(ENTRIES PROVIDED begins)

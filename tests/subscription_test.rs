use livemetrics::*;
use std::cell::RefCell;
use std::rc::Rc;

fn test_store() -> MetricsStore {
    MetricsStore::builder()
        .clock(ManualClock::new(0))
        .id_seed(7)
        .build()
        .unwrap()
}

#[test]
fn test_listener_receives_every_mutation() {
    let mut store = test_store();
    let seen: Rc<RefCell<Vec<MetricsSnapshot>>> = Rc::new(RefCell::new(Vec::new()));
    let sink = seen.clone();
    let _sub = store.subscribe(move |m| sink.borrow_mut().push(m.clone()));

    store.record_function_registration(1_000, 10.0);
    store.record_trigger_creation(2_000, 20.0);
    store.record_execution(ExecutionInput::success(1, 1, "0x01", 100, 5.0));
    store.update_gas_price(1);
    store.reset();

    let seen = seen.borrow();
    assert_eq!(seen.len(), 5);
    assert_eq!(seen[0].execution.total_functions, 1);
    assert_eq!(seen[1].execution.total_triggers, 1);
    assert_eq!(seen[2].execution.total_executions, 1);
    assert_eq!(seen[3].gas.gas_price, 1);
    assert_eq!(seen[4].execution.total_executions, 0);
    assert_eq!(seen[4].execution.total_functions, 0);
}

#[test]
fn test_listener_sees_same_snapshot_as_metrics() {
    let mut store = test_store();
    let last: Rc<RefCell<Option<MetricsSnapshot>>> = Rc::new(RefCell::new(None));
    let sink = last.clone();
    store.subscribe(move |m| *sink.borrow_mut() = Some(m.clone()));

    store.record_execution(ExecutionInput::success(1, 1, "0x01", 100, 5.0));

    assert_eq!(last.borrow().as_ref(), Some(&store.metrics()));
}

#[test]
fn test_listeners_called_in_registration_order() {
    let mut store = test_store();
    let order = Rc::new(RefCell::new(Vec::new()));
    for name in ["panel", "feed", "cards"] {
        let order = order.clone();
        store.subscribe(move |_| order.borrow_mut().push(name));
    }

    store.update_gas_price(5);
    assert_eq!(*order.borrow(), vec!["panel", "feed", "cards"]);
}

#[test]
fn test_unsubscribed_listener_gets_nothing_more() {
    let mut store = test_store();
    let removed_calls = Rc::new(RefCell::new(0));
    let kept_calls = Rc::new(RefCell::new(0));

    let counter = removed_calls.clone();
    let removed = store.subscribe(move |_| *counter.borrow_mut() += 1);
    let counter = kept_calls.clone();
    let _kept = store.subscribe(move |_| *counter.borrow_mut() += 1);

    store.update_gas_price(1);
    assert!(removed.unsubscribe());
    store.update_gas_price(2);
    store.update_gas_price(3);

    assert_eq!(*removed_calls.borrow(), 1);
    assert_eq!(*kept_calls.borrow(), 3);
    assert_eq!(store.subscriber_count(), 1);
}

#[test]
fn test_unsubscribe_inside_listener_does_not_skip_others() {
    let mut store = test_store();
    let calls = Rc::new(RefCell::new(Vec::new()));

    let own_handle: Rc<RefCell<Option<Subscription>>> = Rc::new(RefCell::new(None));
    let handle = own_handle.clone();
    let log = calls.clone();
    let sub = store.subscribe(move |_| {
        log.borrow_mut().push("self-removing");
        if let Some(sub) = handle.borrow().as_ref() {
            sub.unsubscribe();
        }
    });
    *own_handle.borrow_mut() = Some(sub);

    let log = calls.clone();
    store.subscribe(move |_| log.borrow_mut().push("second"));

    store.record_execution(ExecutionInput::success(1, 1, "0x01", 100, 5.0));
    store.record_execution(ExecutionInput::success(1, 1, "0x02", 100, 5.0));

    assert_eq!(*calls.borrow(), vec!["self-removing", "second", "second"]);
    assert_eq!(store.subscriber_count(), 1);
}

#[test]
fn test_listener_removing_later_listener_mid_notification() {
    let mut store = test_store();
    let calls = Rc::new(RefCell::new(Vec::new()));
    let victim_slot: Rc<RefCell<Option<Subscription>>> = Rc::new(RefCell::new(None));

    let slot = victim_slot.clone();
    let log = calls.clone();
    store.subscribe(move |_| {
        log.borrow_mut().push("remover");
        if let Some(victim) = slot.borrow().as_ref() {
            victim.unsubscribe();
        }
    });

    let log = calls.clone();
    let victim = store.subscribe(move |_| log.borrow_mut().push("victim"));
    *victim_slot.borrow_mut() = Some(victim);

    // The round in progress was snapshotted before removal
    store.update_gas_price(1);
    store.update_gas_price(2);

    assert_eq!(*calls.borrow(), vec!["remover", "victim", "remover"]);
}

#[test]
fn test_reset_keeps_subscribers() {
    let mut store = test_store();
    let calls = Rc::new(RefCell::new(0));
    let counter = calls.clone();
    store.subscribe(move |_| *counter.borrow_mut() += 1);

    store.reset();
    store.update_gas_price(1);

    assert_eq!(*calls.borrow(), 2);
}

#[test]
fn test_subscription_outlives_store() {
    let sub = {
        let store = test_store();
        store.subscribe(|_| {})
    };
    assert!(!sub.is_active());
    assert!(!sub.unsubscribe());
}
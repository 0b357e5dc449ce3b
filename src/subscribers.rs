//! Listener registry for live snapshot updates
//!
//! Listeners are kept in registration order. Notification walks a copy of
//! the list taken when it starts, so a listener may unsubscribe itself (or
//! another listener) from inside its callback without disturbing the
//! delivery in progress.

use std::cell::{Cell, RefCell};
use std::fmt;
use std::rc::{Rc, Weak};

use crate::types::MetricsSnapshot;

/// Callback receiving every freshly derived snapshot
pub type Listener = Rc<dyn Fn(&MetricsSnapshot)>;

/// Identifier of a registered listener, unique per registry
#[derive(Debug, Clone, Copy, PartialEq, Eq, Hash, PartialOrd, Ord)]
pub struct SubscriberId(u64);

impl SubscriberId {
    pub fn as_u64(&self) -> u64 {
        self.0
    }
}

impl fmt::Display for SubscriberId {
    fn fmt(&self, f: &mut fmt::Formatter<'_>) -> fmt::Result {
        write!(f, "sub-{}", self.0)
    }
}

type Entries = RefCell<Vec<(SubscriberId, Listener)>>;

/// Ordered set of listeners
pub struct SubscriberRegistry {
    entries: Rc<Entries>,
    next_id: Cell<u64>,
}

impl SubscriberRegistry {
    pub fn new() -> Self {
        Self {
            entries: Rc::new(RefCell::new(Vec::new())),
            next_id: Cell::new(0),
        }
    }

    /// Register a listener and hand back its de-registration handle
    pub fn subscribe<F>(&self, listener: F) -> Subscription
    where
        F: Fn(&MetricsSnapshot) + 'static,
    {
        let id = SubscriberId(self.next_id.get());
        self.next_id.set(id.0 + 1);
        self.entries.borrow_mut().push((id, Rc::new(listener)));

        tracing::trace!(subscriber = %id, "listener registered");

        Subscription {
            id,
            entries: Rc::downgrade(&self.entries),
        }
    }

    /// Remove a listener by id; returns whether it was registered
    pub fn unsubscribe(&self, id: SubscriberId) -> bool {
        remove_entry(&self.entries, id)
    }

    /// Deliver a snapshot to every listener registered at call time
    pub fn notify(&self, snapshot: &MetricsSnapshot) {
        let listeners: Vec<(SubscriberId, Listener)> = self.entries.borrow().clone();

        tracing::trace!(listeners = listeners.len(), "notifying listeners");

        for (_, listener) in listeners {
            listener(snapshot);
        }
    }

    pub fn len(&self) -> usize {
        self.entries.borrow().len()
    }

    pub fn is_empty(&self) -> bool {
        self.entries.borrow().is_empty()
    }
}

impl Default for SubscriberRegistry {
    fn default() -> Self {
        Self::new()
    }
}

impl fmt::Debug for SubscriberRegistry {
    fn fmt(&self, f: &mut fmt::Formatter<'_>) -> fmt::Result {
        f.debug_struct("SubscriberRegistry")
            .field("count", &self.len())
            .finish()
    }
}

/// Handle returned by `subscribe`
///
/// Dropping the handle does not unsubscribe; call [`Subscription::unsubscribe`]
/// on teardown. The handle only holds a weak reference, so it is safe to keep
/// after the store is gone.
#[derive(Clone)]
pub struct Subscription {
    id: SubscriberId,
    entries: Weak<Entries>,
}

impl Subscription {
    pub fn id(&self) -> SubscriberId {
        self.id
    }

    /// Stop receiving snapshots; returns false if already removed
    pub fn unsubscribe(&self) -> bool {
        match self.entries.upgrade() {
            Some(entries) => remove_entry(&entries, self.id),
            None => false,
        }
    }

    /// Whether the listener is still registered
    pub fn is_active(&self) -> bool {
        self.entries
            .upgrade()
            .map(|entries| entries.borrow().iter().any(|(id, _)| *id == self.id))
            .unwrap_or(false)
    }
}

impl fmt::Debug for Subscription {
    fn fmt(&self, f: &mut fmt::Formatter<'_>) -> fmt::Result {
        f.debug_struct("Subscription")
            .field("id", &self.id)
            .field("active", &self.is_active())
            .finish()
    }
}

fn remove_entry(entries: &Entries, id: SubscriberId) -> bool {
    let mut entries = entries.borrow_mut();
    let before = entries.len();
    entries.retain(|(existing, _)| *existing != id);
    let removed = entries.len() != before;
    if removed {
        tracing::trace!(subscriber = %id, "listener removed");
    }
    removed
}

(ENTRIES PROVIDED ends)

Give the number of lines in the data that contain the string "feed" and nothing more.

2